John Gardiner is the Senior User Acquisition & Finance Manager at Big Viking Games – a leading social and mobile game development studio with offices in London and Toronto.
1. What was your first export sale?
Our first export sale came because one of the properties we started the company with was already exporting. It would have been on Day 1 in September 2011.
2. How did that first export opportunity arise?
It came about through Facebook. The players pay Facebook and then every month, Facebook remits to us the amount minus their fee. We pay to be on Facebook because they have the huge player base and market. We can also advertise on it. It’s not cheap to be on that platform, but we get the most traction on Facebook; it’s our biggest source of revenue. We also have a couple of games on the Apple and Google mobile app stores.

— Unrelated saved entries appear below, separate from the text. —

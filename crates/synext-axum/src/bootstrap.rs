//! Axum server bootstrap - the composition root.
//!
//! This module is the ONLY place where infrastructure is wired together
//! for the web adapter. All concrete implementations are instantiated here.

use std::sync::Arc;

use anyhow::{Context, Result};
use synext_client::{AnnotatorClientConfig, DefaultAnnotatorClient};
use synext_core::AnnotatorPort;

/// Default listening port, the same one the annotation service demo used.
pub const DEFAULT_PORT: u16 = 5000;

/// CORS configuration for the web server.
#[derive(Debug, Clone, Default)]
pub enum CorsConfig {
    /// Allow all origins (development mode).
    #[default]
    AllowAll,
    /// Allow specific origins (production mode).
    AllowOrigins(Vec<String>),
}

/// Server configuration for the Axum adapter.
#[derive(Debug, Clone)]
pub struct ServerConfig {
    /// Interface to bind.
    pub host: String,
    /// Port for the HTTP server.
    pub port: u16,
    /// CORS configuration.
    pub cors: CorsConfig,
    /// Upstream annotation client settings.
    pub client: AnnotatorClientConfig,
}

impl Default for ServerConfig {
    fn default() -> Self {
        Self {
            host: "127.0.0.1".to_string(),
            port: DEFAULT_PORT,
            cors: CorsConfig::default(),
            client: AnnotatorClientConfig::default(),
        }
    }
}

impl ServerConfig {
    /// Set the upstream client configuration.
    #[must_use]
    pub fn with_client(mut self, client: AnnotatorClientConfig) -> Self {
        self.client = client;
        self
    }

    /// Set CORS to allow specific origins.
    #[must_use]
    pub fn with_allowed_origins(mut self, origins: Vec<String>) -> Self {
        self.cors = CorsConfig::AllowOrigins(origins);
        self
    }

    /// `host:port` string to bind.
    pub fn bind_addr(&self) -> String {
        format!("{}:{}", self.host, self.port)
    }
}

/// Services available to request handlers.
pub struct AxumContext {
    /// Upstream annotation backend.
    pub annotator: Arc<dyn AnnotatorPort>,
}

impl AxumContext {
    /// Build a context around an existing annotator (used by tests and
    /// embedding applications).
    pub fn new(annotator: Arc<dyn AnnotatorPort>) -> Self {
        Self { annotator }
    }
}

/// Build the context with the HTTP annotation client.
pub fn bootstrap(config: &ServerConfig) -> Result<AxumContext> {
    let client = DefaultAnnotatorClient::new(&config.client)
        .context("failed to create annotation client")?;

    tracing::info!(endpoint = config.client.base_url(), "Annotation client ready");

    Ok(AxumContext::new(Arc::new(client)))
}

/// Bootstrap and serve until the process is stopped.
pub async fn start_server(config: ServerConfig) -> Result<()> {
    let ctx = bootstrap(&config)?;
    serve(ctx, &config).await
}

/// Serve an already composed context until the process is stopped.
///
/// Every error from here is an I/O failure (bind or accept) with the
/// [`std::io::Error`] as its root cause.
pub async fn serve(ctx: AxumContext, config: &ServerConfig) -> Result<()> {
    use tokio::net::TcpListener;
    use tracing::info;

    let app = crate::routes::create_router(ctx, &config.cors);

    let addr = config.bind_addr();
    let listener = TcpListener::bind(&addr)
        .await
        .with_context(|| format!("failed to bind {addr}"))?;

    info!("synext web server listening on http://{}", addr);

    axum::serve(listener, app).await?;
    Ok(())
}
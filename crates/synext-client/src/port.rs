//! Port trait implementation for `AnnotatorClient`.
//!
//! This module implements the core-owned `AnnotatorPort` trait, mapping the
//! client's internal errors onto core port errors.

use async_trait::async_trait;
use synext_core::{Annotation, AnnotationRequest, AnnotatorError, AnnotatorPort, AnnotatorResult};

use crate::client::AnnotatorClient;
use crate::error::ClientError;
use crate::http::HttpBackend;

/// Convert internal `ClientError` to core `AnnotatorError`.
pub(crate) fn map_error(err: ClientError) -> AnnotatorError {
    match err {
        ClientError::ApiRequestFailed { status, .. } => AnnotatorError::HttpStatus { status },
        ClientError::InvalidResponse { message } => AnnotatorError::MalformedBody { message },
        ClientError::ShortBody { length } => AnnotatorError::ShortBody { length },
        ClientError::Network(e) if e.is_builder() => AnnotatorError::Configuration {
            message: e.to_string(),
        },
        ClientError::Network(e) => AnnotatorError::Network {
            message: e.to_string(),
        },
        ClientError::InvalidUrl(e) => AnnotatorError::Configuration {
            message: e.to_string(),
        },
        ClientError::JsonParse(e) => AnnotatorError::MalformedBody {
            message: e.to_string(),
        },
    }
}

impl From<ClientError> for AnnotatorError {
    fn from(err: ClientError) -> Self {
        map_error(err)
    }
}

#[async_trait]
impl<B: HttpBackend + Send + Sync> AnnotatorPort for AnnotatorClient<B> {
    async fn annotate(&self, request: &AnnotationRequest) -> AnnotatorResult<Annotation> {
        self.fetch_annotation(request).await.map_err(map_error)
    }
}
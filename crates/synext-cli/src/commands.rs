//! Available subcommands.

use clap::Subcommand;
use synext_axum::DEFAULT_PORT;
use synext_core::AnnotationMode;

/// Available commands for the syntax extractor client.
#[derive(Subcommand)]
pub enum Commands {
    /// Annotate one text and print both output regions
    Annotate {
        /// Text to annotate; mark the target word with asterisks
        #[arg(required = true, num_args = 1..)]
        text: Vec<String>,
        /// Look up whole sentences instead of the marked word
        #[arg(short, long)]
        sentence: bool,
        /// Print the panel as JSON
        #[arg(long)]
        json: bool,
    },

    /// Interactive session: every line is annotated into the same panel
    Repl {
        /// Start in sentence mode (toggle with /mode)
        #[arg(short, long)]
        sentence: bool,
    },

    /// Serve the demo page and the /api/annotate proxy
    Web {
        /// Interface to bind
        #[arg(long, default_value = "127.0.0.1")]
        host: String,
        /// Port to listen on
        #[arg(short, long, default_value_t = DEFAULT_PORT)]
        port: u16,
        /// Allowed CORS origin (repeatable); all origins when omitted
        #[arg(long = "allow-origin")]
        allow_origin: Vec<String>,
    },
}

/// Map a `--sentence` flag to a lookup mode.
pub const fn mode_from_flag(sentence: bool) -> AnnotationMode {
    if sentence {
        AnnotationMode::Sentence
    } else {
        AnnotationMode::Word
    }
}

#[cfg(test)]
mod tests {
    use super::*;
    use crate::parser::Cli;
    use clap::Parser;

    #[test]
    fn test_annotate_joins_words() {
        let cli = Cli::parse_from(["synext", "annotate", "--sentence", "John", "likes", "Mary"]);
        match cli.command {
            Some(Commands::Annotate {
                text,
                sentence,
                json,
            }) => {
                assert_eq!(text.join(" "), "John likes Mary");
                assert!(sentence);
                assert!(!json);
            }
            _ => panic!("Expected annotate command"),
        }
    }

    #[test]
    fn test_annotate_requires_text() {
        assert!(Cli::try_parse_from(["synext", "annotate"]).is_err());
    }

    #[test]
    fn test_web_defaults() {
        let cli = Cli::parse_from(["synext", "web"]);
        match cli.command {
            Some(Commands::Web {
                host,
                port,
                allow_origin,
            }) => {
                assert_eq!(host, "127.0.0.1");
                assert_eq!(port, DEFAULT_PORT);
                assert!(allow_origin.is_empty());
            }
            _ => panic!("Expected web command"),
        }
    }

    #[test]
    fn test_mode_from_flag() {
        assert_eq!(mode_from_flag(false), AnnotationMode::Word);
        assert_eq!(mode_from_flag(true), AnnotationMode::Sentence);
    }
}
//! Terminal rendering of the output panel.

use synext_core::{BASELINE_ELEMENT_ID, LINE_BREAK, PanelSnapshot, SYNTAX_ELEMENT_ID};

/// Render both regions, one neighbour per line.
pub fn render_panel(snapshot: &PanelSnapshot) -> String {
    let mut out = String::new();
    push_region(&mut out, SYNTAX_ELEMENT_ID, "syntactic neighbours", &snapshot.syntax);
    out.push('\n');
    push_region(
        &mut out,
        BASELINE_ELEMENT_ID,
        "baseline neighbours",
        &snapshot.baseline,
    );
    out
}

fn push_region(out: &mut String, id: &str, title: &str, content: &str) {
    out.push_str(&format!("[{id}] {title}\n"));
    if content.is_empty() {
        out.push_str("  (empty)\n");
        return;
    }
    for line in content.split(LINE_BREAK) {
        out.push_str("  ");
        out.push_str(line);
        out.push('\n');
    }
}
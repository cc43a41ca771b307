//! Axum-specific error types and mappings.
//!
//! Maps annotator port errors to HTTP status codes and JSON bodies.

use axum::http::StatusCode;
use axum::response::{IntoResponse, Response};
use serde::Serialize;
use synext_core::AnnotatorError;
use thiserror::Error;

/// Axum-specific error type.
#[derive(Debug, Error)]
pub enum HttpError {
    /// Bad request (invalid input).
    #[error("Bad request: {0}")]
    BadRequest(String),

    /// The upstream service answered, but not usefully.
    #[error("Bad gateway: {0}")]
    BadGateway(String),

    /// Service unavailable (upstream unreachable).
    #[error("Service unavailable: {0}")]
    ServiceUnavailable(String),

    /// Internal server error.
    #[error("Internal error: {0}")]
    Internal(String),
}

/// JSON error response body.
#[derive(Serialize)]
struct ErrorBody {
    error: String,
    status: u16,
    /// Stable error type discriminant for client-side handling
    #[serde(skip_serializing_if = "Option::is_none", rename = "type")]
    error_type: Option<&'static str>,
}

impl HttpError {
    const fn status(&self) -> StatusCode {
        match self {
            Self::BadRequest(_) => StatusCode::BAD_REQUEST,
            Self::BadGateway(_) => StatusCode::BAD_GATEWAY,
            Self::ServiceUnavailable(_) => StatusCode::SERVICE_UNAVAILABLE,
            Self::Internal(_) => StatusCode::INTERNAL_SERVER_ERROR,
        }
    }
}

impl IntoResponse for HttpError {
    fn into_response(self) -> Response {
        let status = self.status();
        let (message, error_type) = match self {
            Self::BadRequest(msg) => (msg, None),
            Self::BadGateway(msg) => (msg, Some("UPSTREAM_RESPONSE")),
            Self::ServiceUnavailable(msg) => (msg, Some("UPSTREAM_UNREACHABLE")),
            Self::Internal(msg) => (msg, None),
        };

        let body = ErrorBody {
            error: message,
            status: status.as_u16(),
            error_type,
        };

        (status, axum::Json(body)).into_response()
    }
}

impl From<AnnotatorError> for HttpError {
    fn from(err: AnnotatorError) -> Self {
        match err {
            AnnotatorError::Network { .. } => Self::ServiceUnavailable(err.to_string()),
            AnnotatorError::HttpStatus { .. }
            | AnnotatorError::ShortBody { .. }
            | AnnotatorError::MalformedBody { .. } => Self::BadGateway(err.to_string()),
            AnnotatorError::Configuration { message } => Self::Internal(message),
        }
    }
}
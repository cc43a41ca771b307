#![doc = include_str!("../README.md")]
#![deny(unsafe_code)]
#![deny(unused_crate_dependencies)]

// Silence unused dev-dependency warnings; used by tests/ only
#[cfg(test)]
use async_trait as _;
#[cfg(test)]
use http_body_util as _;
#[cfg(test)]
use serde_json as _;
#[cfg(test)]
use tokio_test as _;
#[cfg(test)]
use tower as _;

pub mod bootstrap;
pub mod error;
pub mod handlers;
pub mod page;
pub mod routes;
pub mod state;

// Re-export primary types
pub use bootstrap::{AxumContext, CorsConfig, DEFAULT_PORT, ServerConfig, bootstrap, serve, start_server};
pub use error::HttpError;
pub use routes::create_router;
pub use state::AppState;
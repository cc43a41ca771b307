//! Annotation client.
//!
//! Builds the request URL, fetches the body through an [`HttpBackend`] and
//! parses it according to the configured format.

use synext_core::{Annotation, AnnotationRequest};

use crate::config::AnnotatorClientConfig;
use crate::error::ClientResult;
use crate::http::{HttpBackend, ReqwestBackend};
use crate::models::EndpointConfig;
use crate::parsing::parse_annotation;
use crate::url::build_annotate_url;

// ============================================================================
// Type Aliases
// ============================================================================

/// Default annotation client using the reqwest HTTP backend.
pub type DefaultAnnotatorClient = AnnotatorClient<ReqwestBackend>;

// ============================================================================
// Client
// ============================================================================

/// Client for the syntax extractor service.
///
/// This client is generic over an HTTP backend, allowing for easy testing.
/// Use `DefaultAnnotatorClient` in production code and talk to it through
/// the `AnnotatorPort` trait.
pub struct AnnotatorClient<B: HttpBackend> {
    pub(crate) backend: B,
    pub(crate) config: EndpointConfig,
}

impl DefaultAnnotatorClient {
    /// Create a new client with the given configuration.
    pub fn new(config: &AnnotatorClientConfig) -> ClientResult<Self> {
        let config = EndpointConfig::from_public(config)?;
        let backend = ReqwestBackend::new(&config)?;
        Ok(Self { backend, config })
    }

    /// Create a new client with default configuration.
    pub fn default_client() -> ClientResult<Self> {
        Self::new(&AnnotatorClientConfig::default())
    }
}

impl<B: HttpBackend> AnnotatorClient<B> {
    /// Create a new client with a custom backend.
    ///
    /// Use this for testing with a fake backend.
    #[cfg(test)]
    pub(crate) const fn with_backend(config: EndpointConfig, backend: B) -> Self {
        Self { backend, config }
    }

    /// Fetch and parse one annotation.
    pub(crate) async fn fetch_annotation(
        &self,
        request: &AnnotationRequest,
    ) -> ClientResult<Annotation> {
        let url = build_annotate_url(&self.config, request);
        tracing::debug!(%url, mode = %request.mode, "Requesting annotation");

        let body = self.backend.get_text(&url).await?;
        tracing::debug!(bytes = body.len(), "Received annotation body");

        parse_annotation(&body, self.config.response_format)
    }
}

3. When it comes to exports, what do you know now that you wish you’d known then?
I would say our biggest learning throughout the whole four years is the effect that foreign exchange can have on the business. There’s a lot of good and bad depending on how it swings. Learning how to adjust and protect ourselves against large swings in currency [is important]. The swings are out of our control, but there are things we can control, whether it’s hedging, or taking money out at opportune times. Facebook pays us all in U.S. dollars. About 95 per cent of our revenue is from international players, largely from the U.S.
4. How has the trading world changed since you started in business?
For us, the biggest change has been the global shift towards mobile games, coupled with the massive growth of our adjustable market. In the U.S. in 2015, video games were a $23.5 billion industry with more than 155 million regular players. For us, two of our biggest games are targeted towards women over 35, and if you look at the gaming market as a whole, that’s the biggest growing segment of the market since we started as a company. My mom plays games more than I do now. That’s the big surge in video games.
5. What is the #1 thing new SMEs need to know about export and trade?
I would say having a good understanding and a plan for handling taxes, because depending on where you’re selling and where you’re distributing your products, knowing the tax implications is really huge, and also taking advantage of the government support available to you.